Sunday, September 18, 2005

 

Sin

“Surely the arm of the Lord is not too short to save, nor His ear too dull to hear; But your iniquities have separated you from your God; your sins have hidden His face from you, so that He will not hear.”
~Isaiah 59:1,2

As innocent as Eve appeared, gullible and naïve, her sin and Adam’s weakness in bending to Eve’s persuasion cannot be diminished. When someone apologizes for a pain they caused you, intense pain, lasting pain…when they say they didn’t mean to hurt you, does that wipe out the wrongdoing and suffering? Intentions can make a difference. After all, deliberate cruelty is devastating. But think about the more common trespass. “I didn’t mean it.” “It was an accident.” “I was stupid.” There has still been a severing in your relationship with this person because the hurt is still real and there is an awareness of careless, thoughtless, maybe even self-centered behavior. The lack of consideration and reckless handling of where you were, who you are, your feelings and desires may not break the bond but there is often a serious fraying.

Yes, every one of us has caused someone pain due to our mistakes, and thus, we are able to forgive. We have understanding of human failures because of our own. Going back to the sin idea, failure to consider the other person as if they were us is a sin. “Love your neighbor as yourself.” We seldom “forget” to care for ourselves. Maybe an occasional lunch or a few hours of sleep is denied and no doubt that is sin too! The worse failure is, we do forget the other guy.

Eve forgot God; Adam forgot God in that one moment. Chomping into the fruit…they completely disregarded God, who could very well have been standing there watching! They were not mindful of what God had said. There was a lack of respect for their Creator. They blew it! How sad…we are sympathetic…but it makes no difference to God how we sin---maliciously, angrily, stupidly, recklessly, innocently. We hurt Him all the same. The result is always separation from the Creator, painfully real.
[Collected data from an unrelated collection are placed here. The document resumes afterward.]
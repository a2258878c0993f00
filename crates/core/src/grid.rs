mod uniform;

pub use uniform::{GridError, UniformGrid};

/// A discretization of the independent variable into ordered nodes.
///
/// The time-stepping driver only needs two things from a grid: how many nodes
/// there are and the step size used to reach each node from the previous one.
/// Keeping the contract that small means a non-uniform grid (an externally
/// supplied time series, say) can replace [`UniformGrid`] without changes to
/// the driver.
pub trait Grid {
    /// Returns the number of nodes.
    fn size(&self) -> usize;

    /// Returns the step size used to advance from node `index - 1` to node
    /// `index`.
    ///
    /// The value at `index == 0` is never used by the driver, which seeds the
    /// first node directly with the initial state.
    fn step(&self, index: usize) -> f64;

    /// Returns the coordinate of the first node.
    fn start(&self) -> f64;

    /// Returns the coordinate of the last node.
    fn end(&self) -> f64;

    /// Returns the coordinate of node `index`.
    ///
    /// The default implementation accumulates step sizes from [`Grid::start`],
    /// which works for any grid but costs `O(index)`. Grids that store their
    /// nodes should override it.
    fn time(&self, index: usize) -> f64 {
        (1..=index).fold(self.start(), |t, i| t + self.step(i))
    }

    /// Returns the coordinates of all nodes in order.
    ///
    /// The default implementation walks the grid once, calling
    /// [`Grid::step`] a single time per node, so a full pass stays linear
    /// even when [`Grid::time`] is not overridden.
    fn times(&self) -> impl Iterator<Item = f64> {
        let start = self.start();
        let rest = (1..self.size()).scan(start, move |t, i| {
            *t += self.step(i);
            Some(*t)
        });
        std::iter::once(start).chain(rest)
    }
}
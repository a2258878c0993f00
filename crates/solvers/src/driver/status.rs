/// Indicates how a solve terminated.
#[derive(Debug, Clone, Copy, PartialEq, Eq)]
pub enum Status {
    /// Computed a state for every grid node.
    Complete,

    /// Stopped early due to an observer action.
    StoppedByObserver,
}
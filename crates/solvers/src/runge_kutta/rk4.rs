use cauchy_core::{LocalSolver, Rhs, StateVector};

/// Classical explicit fourth-order Runge–Kutta.
///
/// ```text
/// k1 = f(y)
/// k2 = f(y + (h/2)·k1)
/// k3 = f(y + (h/2)·k2)
/// k4 = f(y + h·k3)
/// y' = y + (h/6)·(k1 + 2·k2 + 2·k3 + k4)
/// ```
///
/// Local truncation error is `O(h⁵)`, global error `O(h⁴)`.
#[derive(Debug, Clone, Copy, PartialEq)]
pub struct Rk4<P> {
    params: P,
}

impl<P> Rk4<P> {
    /// Creates the scheme with the parameters passed to the right-hand side.
    pub fn new(params: P) -> Self {
        Self { params }
    }

    /// Returns the parameters passed to the right-hand side.
    pub fn params(&self) -> &P {
        &self.params
    }
}

impl<const N: usize, P, R> LocalSolver<N, R> for Rk4<P>
where
    R: Rhs<N, P>,
{
    fn step(&self, state: &StateVector<N>, rhs: &R, h: f64) -> StateVector<N> {
        let f = |y: &StateVector<N>| rhs.derivative(y, &self.params);
        let half = 0.5 * h;

        let k1 = f(state);
        let k2 = f(&state.step(k1, half));
        let k3 = f(&state.step(k2, half));
        let k4 = f(&state.step(k3, h));

        state.step(k1 + 2.0 * k2 + 2.0 * k3 + k4, h / 6.0)
    }

    fn order(&self) -> u32 {
        4
    }

    fn name(&self) -> &'static str {
        "RK4"
    }
}
use cauchy_core::StateVector;

/// Event emitted by the driver for each computed node.
///
/// Step 0 is the initial state, seeded before any integration.
/// Steps 1..N are emitted after each integration step.
#[derive(Debug, Clone, Copy, PartialEq)]
pub struct Event<const N: usize> {
    /// The node index.
    pub step: usize,

    /// The node coordinate, `grid.start()` plus the steps taken so far.
    pub time: f64,

    /// The state at the node.
    pub state: StateVector<N>,
}
//! Integrates the LC oscillator with RK2 and RK4 side by side.
//!
//! Both schemes start from the same solver setup and run on separate threads.
//! Each trajectory is verified against the analytic solution and written as a
//! tab-separated table.
//!
//! Run with:
//!   cargo run -p cauchy-oscillator --example lc_circuit [config.toml] [out_dir]

use std::{error::Error, path::PathBuf, thread};

use cauchy_core::{LocalSolver, UniformGrid};
use cauchy_oscillator::{
    Config, LcRhs, LcSolver, Verification, Verifier,
    table::{self, TableOptions},
};
use cauchy_solvers::{
    driver,
    runge_kutta::{Rk2, Rk4},
};

fn main() -> Result<(), Box<dyn Error>> {
    let mut args = std::env::args().skip(1);

    let config = match args.next() {
        Some(path) => toml::from_str::<Config>(&std::fs::read_to_string(path)?)?,
        None => Config::default(),
    };
    let out_dir = args.next().map_or_else(|| PathBuf::from("."), PathBuf::from);

    let circuit = config.circuit()?;
    let solver = circuit.solver(config.grid()?);
    let verifier = Verifier::new(circuit);
    let params = circuit.params();

    let (rk2, rk4) = thread::scope(|scope| {
        let rk2 = scope.spawn(|| run(solver.clone(), &Rk2::new(params), &verifier));
        let rk4 = scope.spawn(|| run(solver.clone(), &Rk4::new(params), &verifier));
        (rk2.join(), rk4.join())
    });
    let rk2 = rk2.map_err(|_| "RK2 thread panicked")??;
    let rk4 = rk4.map_err(|_| "RK4 thread panicked")??;

    println!("reference energy: {:e}", verifier.reference_energy());
    for (name, verification) in [("rk2", &rk2), ("rk4", &rk4)] {
        let path = out_dir.join(format!("lc_{name}.tsv"));
        table::write_file(&path, verification, &TableOptions::default())?;

        println!(
            "{name}: max |dE| = {:e}, max |dE|/|E + E0| = {:e}, max state error = {:e} -> {}",
            verification.max_abs_deviation(),
            verification.max_rel_deviation(),
            verification.max_state_error(),
            path.display(),
        );
    }

    Ok(())
}

fn run<L>(
    mut solver: LcSolver<UniformGrid>,
    local: &L,
    verifier: &Verifier,
) -> Result<Verification, driver::Error>
where
    L: LocalSolver<2, LcRhs>,
{
    solver.solve(local);
    verifier.verify(&solver)
}
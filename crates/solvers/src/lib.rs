//! Fixed-step integration schemes and the time-stepping driver.
//!
//! - [`runge_kutta`] — explicit [`Rk2`](runge_kutta::Rk2) and
//!   [`Rk4`](runge_kutta::Rk4) local solvers
//! - [`driver`] — the [`Solver`](driver::Solver) that owns a problem and its
//!   trajectory and runs the stepping loop
//!
//! # Example
//!
//! ```
//! use cauchy_core::{StateVector, UniformGrid};
//! use cauchy_solvers::{driver::Solver, runge_kutta::Rk4};
//!
//! // Exponential decay: dy/dt = -k y.
//! let rhs = |y: &StateVector<1>, k: &f64| -*k * *y;
//! let grid = UniformGrid::new(0.0, 1.0, 11)?;
//!
//! let mut solver = Solver::new(1.0, grid, StateVector::new([1.0]), rhs);
//! solver.solve(&Rk4::new(1.0));
//!
//! let last = solver.result()?.last().copied().unwrap_or_default();
//! assert!((last[0] - (-1.0f64).exp()).abs() < 1e-6);
//! # Ok::<(), Box<dyn std::error::Error>>(())
//! ```

pub mod driver;
pub mod runge_kutta;
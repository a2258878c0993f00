//! Core traits and types for integrating Cauchy problems.
//!
//! This crate defines the shared abstractions the time-stepping driver and
//! the problem definitions build on:
//!
//! - [`StateVector`]: a fixed-dimension vector with elementwise arithmetic
//! - [`Grid`] and [`UniformGrid`]: node counts and per-step sizes
//! - [`Rhs`]: the right-hand side `f(y, p)` of an ODE
//! - [`LocalSolver`]: a single-step integration scheme

mod grid;
mod local_solver;
mod rhs;
mod state;

pub use grid::{Grid, GridError, UniformGrid};
pub use local_solver::LocalSolver;
pub use rhs::Rhs;
pub use state::StateVector;
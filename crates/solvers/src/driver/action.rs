/// Control actions supported by the driver.
#[derive(Debug, Clone, Copy, PartialEq, Eq)]
pub enum Action {
    /// Stop the integration and keep the trajectory computed so far.
    StopEarly,
}
use cauchy_core::{LocalSolver, Rhs, StateVector};

/// Explicit second-order Runge–Kutta (Heun's method).
///
/// ```text
/// k1 = f(y)
/// k2 = f(y + h·k1)
/// y' = y + (h/2)·(k1 + k2)
/// ```
///
/// Local truncation error is `O(h³)`, global error `O(h²)`.
#[derive(Debug, Clone, Copy, PartialEq)]
pub struct Rk2<P> {
    params: P,
}

impl<P> Rk2<P> {
    /// Creates the scheme with the parameters passed to the right-hand side.
    pub fn new(params: P) -> Self {
        Self { params }
    }

    /// Returns the parameters passed to the right-hand side.
    pub fn params(&self) -> &P {
        &self.params
    }
}

impl<const N: usize, P, R> LocalSolver<N, R> for Rk2<P>
where
    R: Rhs<N, P>,
{
    fn step(&self, state: &StateVector<N>, rhs: &R, h: f64) -> StateVector<N> {
        let f = |y: &StateVector<N>| rhs.derivative(y, &self.params);

        let k1 = f(state);
        let k2 = f(&state.step(k1, h));

        state.step(k1 + k2, 0.5 * h)
    }

    fn order(&self) -> u32 {
        2
    }

    fn name(&self) -> &'static str {
        "RK2"
    }
}

#[cfg(test)]
mod tests {
    use super::*;

    use approx::assert_relative_eq;

    fn decay(y: &StateVector<1>, k: &f64) -> StateVector<1> {
        -*k * *y
    }

    #[test]
    fn single_step_matches_second_order_taylor() {
        let rk2 = Rk2::new(1.0);
        let h = 0.1;

        let next = rk2.step(&StateVector::new([1.0]), &decay, h);

        // For dy/dt = -y, Heun's method gives exactly 1 - h + h²/2.
        assert_relative_eq!(next[0], 1.0 - h + h * h / 2.0, epsilon = 1e-15);
    }

    #[test]
    fn linear_growth_is_exact() {
        let rk2 = Rk2::new(());
        let constant = |_: &StateVector<2>, (): &()| StateVector::new([1.0, -2.0]);

        let next = rk2.step(&StateVector::new([0.0, 0.0]), &constant, 0.5);

        assert_relative_eq!(next[0], 0.5);
        assert_relative_eq!(next[1], -1.0);
    }

    #[test]
    fn uses_its_own_parameters() {
        let fast = Rk2::new(10.0);
        let slow = Rk2::new(0.1);
        let y = StateVector::new([1.0]);

        assert!(fast.step(&y, &decay, 0.01)[0] < slow.step(&y, &decay, 0.01)[0]);
        assert_relative_eq!(*fast.params(), 10.0);
    }
}
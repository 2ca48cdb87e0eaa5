//! Stable per-installation user identifier

use crate::storage::{KeyValueStore, USER_ID_KEY};
use serde::{Deserialize, Serialize};
use std::fmt;
use tracing::{info, warn};
use uuid::Uuid;

/// Value handed out when storage can't be reached
pub const NO_IDENTITY: &str = "null";

#[derive(Debug, Clone, PartialEq, Eq, Hash, Serialize, Deserialize)]
#[serde(transparent)]
pub struct UserId(String);

impl UserId {
    pub fn new(id: impl Into<String>) -> Self {
        Self(id.into())
    }

    pub fn unavailable() -> Self {
        Self(NO_IDENTITY.to_string())
    }

    /// False for the sentinel; such an id must never key persisted data.
    pub fn is_available(&self) -> bool {
        self.0 != NO_IDENTITY && !self.0.is_empty()
    }

    pub fn as_str(&self) -> &str {
        &self.0
    }
}

impl fmt::Display for UserId {
    fn fmt(&self, f: &mut fmt::Formatter<'_>) -> fmt::Result {
        f.write_str(&self.0)
    }
}

/// Return the persisted user id, generating and saving one on first use.
pub fn get_or_create_user_id(store: &dyn KeyValueStore) -> UserId {
    match store.get(USER_ID_KEY) {
        Ok(Some(id)) if !id.is_empty() => return UserId(id),
        Ok(_) => {}
        Err(e) => {
            warn!(error = %e, "storage unavailable, running without an identity");
            return UserId::unavailable();
        }
    }

    let id = Uuid::new_v4().to_string();
    if let Err(e) = store.set(USER_ID_KEY, &id) {
        warn!(error = %e, "could not persist new user id");
        return UserId::unavailable();
    }

    info!(user_id = %id, "created user id");
    UserId(id)
}

/// Drop the persisted id so the next lookup generates a fresh one.
pub fn forget_user_id(store: &dyn KeyValueStore) -> anyhow::Result<()> {
    store.remove(USER_ID_KEY)
}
Dr. Kennedy’s sermon this morning was astonishingly pertinent. He said 99.9% of our sins go by unnoticed by us. (That sounds about right.) He finished by asking, in so many words, “What will you do with your sins? There are only two choices. Carry them with you to your grave and on into eternal separation from God, the natural consequence? Or will you put them on the Cross of Christ for Jesus to suffer the separation for you?” Thankfully, I thought, I don’t have to actually ask Jesus to suffer as He did…who could do it? “No, that’s okay Jesus, I’ll take them myself,” we would want to say. But no, Jesus’ work is finished! He did it without our asking and now all that is left is to accept God’s offering to take those visible and invisible sins, intentional and unintentional, to Jesus’ grave instead of yours. Hallelujah!